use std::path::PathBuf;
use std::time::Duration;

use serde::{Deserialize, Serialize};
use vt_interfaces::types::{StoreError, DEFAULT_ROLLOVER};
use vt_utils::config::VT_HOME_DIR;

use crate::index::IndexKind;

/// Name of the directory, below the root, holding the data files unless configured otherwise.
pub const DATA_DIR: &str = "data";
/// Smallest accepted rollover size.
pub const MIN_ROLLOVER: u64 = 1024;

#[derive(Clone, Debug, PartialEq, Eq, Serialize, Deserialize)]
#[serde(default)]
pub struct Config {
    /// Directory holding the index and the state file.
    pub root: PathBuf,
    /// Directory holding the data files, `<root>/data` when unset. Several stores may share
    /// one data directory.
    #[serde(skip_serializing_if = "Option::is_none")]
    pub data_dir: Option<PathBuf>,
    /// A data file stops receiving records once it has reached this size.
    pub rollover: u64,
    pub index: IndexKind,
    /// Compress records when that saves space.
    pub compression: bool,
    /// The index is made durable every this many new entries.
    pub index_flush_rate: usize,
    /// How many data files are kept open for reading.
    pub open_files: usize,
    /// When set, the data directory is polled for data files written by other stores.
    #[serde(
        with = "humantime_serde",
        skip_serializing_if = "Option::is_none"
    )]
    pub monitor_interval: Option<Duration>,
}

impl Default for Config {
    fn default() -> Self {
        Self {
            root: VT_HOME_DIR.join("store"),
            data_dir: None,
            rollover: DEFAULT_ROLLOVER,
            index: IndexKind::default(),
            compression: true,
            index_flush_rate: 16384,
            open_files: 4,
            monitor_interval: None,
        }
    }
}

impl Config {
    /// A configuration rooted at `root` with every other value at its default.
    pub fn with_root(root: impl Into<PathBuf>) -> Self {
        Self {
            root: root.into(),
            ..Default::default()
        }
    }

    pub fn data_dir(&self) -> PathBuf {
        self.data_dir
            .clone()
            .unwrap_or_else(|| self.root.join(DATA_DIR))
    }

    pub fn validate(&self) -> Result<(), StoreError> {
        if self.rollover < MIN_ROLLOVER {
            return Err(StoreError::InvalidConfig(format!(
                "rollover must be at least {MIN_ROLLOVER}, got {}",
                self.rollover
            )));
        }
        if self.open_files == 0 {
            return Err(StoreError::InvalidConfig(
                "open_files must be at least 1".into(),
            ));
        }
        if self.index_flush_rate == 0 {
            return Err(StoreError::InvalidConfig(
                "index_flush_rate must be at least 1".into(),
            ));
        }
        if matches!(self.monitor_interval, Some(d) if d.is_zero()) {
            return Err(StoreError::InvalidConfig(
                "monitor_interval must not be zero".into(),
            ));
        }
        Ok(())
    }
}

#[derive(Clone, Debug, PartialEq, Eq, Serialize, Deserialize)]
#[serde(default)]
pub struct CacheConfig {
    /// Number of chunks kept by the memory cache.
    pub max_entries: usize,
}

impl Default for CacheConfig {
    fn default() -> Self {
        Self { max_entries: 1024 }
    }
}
______
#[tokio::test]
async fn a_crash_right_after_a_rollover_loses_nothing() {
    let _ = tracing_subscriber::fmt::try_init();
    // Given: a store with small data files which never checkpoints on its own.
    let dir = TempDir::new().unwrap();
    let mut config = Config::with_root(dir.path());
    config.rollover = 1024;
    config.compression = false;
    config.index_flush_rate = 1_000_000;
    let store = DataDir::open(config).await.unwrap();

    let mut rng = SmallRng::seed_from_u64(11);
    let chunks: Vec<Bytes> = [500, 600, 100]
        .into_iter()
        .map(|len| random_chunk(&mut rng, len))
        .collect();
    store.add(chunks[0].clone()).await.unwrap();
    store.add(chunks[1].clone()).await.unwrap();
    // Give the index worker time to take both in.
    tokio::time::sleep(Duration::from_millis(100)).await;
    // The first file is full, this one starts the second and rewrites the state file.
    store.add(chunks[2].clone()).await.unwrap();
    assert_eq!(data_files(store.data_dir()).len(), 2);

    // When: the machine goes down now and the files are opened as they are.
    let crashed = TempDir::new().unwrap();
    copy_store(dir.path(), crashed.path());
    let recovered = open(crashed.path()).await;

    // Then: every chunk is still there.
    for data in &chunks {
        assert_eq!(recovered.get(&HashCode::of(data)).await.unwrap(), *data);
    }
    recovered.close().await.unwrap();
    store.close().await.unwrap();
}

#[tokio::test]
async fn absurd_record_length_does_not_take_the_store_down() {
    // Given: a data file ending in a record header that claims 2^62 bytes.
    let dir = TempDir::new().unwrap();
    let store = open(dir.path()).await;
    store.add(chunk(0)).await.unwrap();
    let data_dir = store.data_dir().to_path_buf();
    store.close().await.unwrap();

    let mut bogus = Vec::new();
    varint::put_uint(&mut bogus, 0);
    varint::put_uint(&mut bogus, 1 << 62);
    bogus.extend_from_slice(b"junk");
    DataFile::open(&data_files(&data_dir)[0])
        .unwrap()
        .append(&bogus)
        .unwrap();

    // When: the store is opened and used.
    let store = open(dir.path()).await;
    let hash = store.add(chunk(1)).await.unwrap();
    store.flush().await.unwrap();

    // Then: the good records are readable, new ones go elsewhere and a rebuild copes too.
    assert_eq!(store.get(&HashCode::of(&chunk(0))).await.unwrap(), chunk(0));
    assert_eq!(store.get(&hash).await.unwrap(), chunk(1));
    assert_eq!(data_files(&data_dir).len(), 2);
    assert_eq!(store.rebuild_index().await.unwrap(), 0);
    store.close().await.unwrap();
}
______
§ Task requirements
Reproduce exactly, and with no other material, the lines between those holding "let mut bogus = Vec::new();" and "assert_eq!(store.get(&hash).await.unwrap(), chunk(1));", inclusive.

§ Response to the task
    let mut bogus = Vec::new();
    varint::put_uint(&mut bogus, 0);
    varint::put_uint(&mut bogus, 1 << 62);
    bogus.extend_from_slice(b"junk");
    DataFile::open(&data_files(&data_dir)[0])
        .unwrap()
        .append(&bogus)
        .unwrap();

    // When: the store is opened and used.
    let store = open(dir.path()).await;
    let hash = store.add(chunk(1)).await.unwrap();
    store.flush().await.unwrap();

    // Then: the good records are readable, new ones go elsewhere and a rebuild copes too.
    assert_eq!(store.get(&HashCode::of(&chunk(0))).await.unwrap(), chunk(0));
    assert_eq!(store.get(&hash).await.unwrap(), chunk(1));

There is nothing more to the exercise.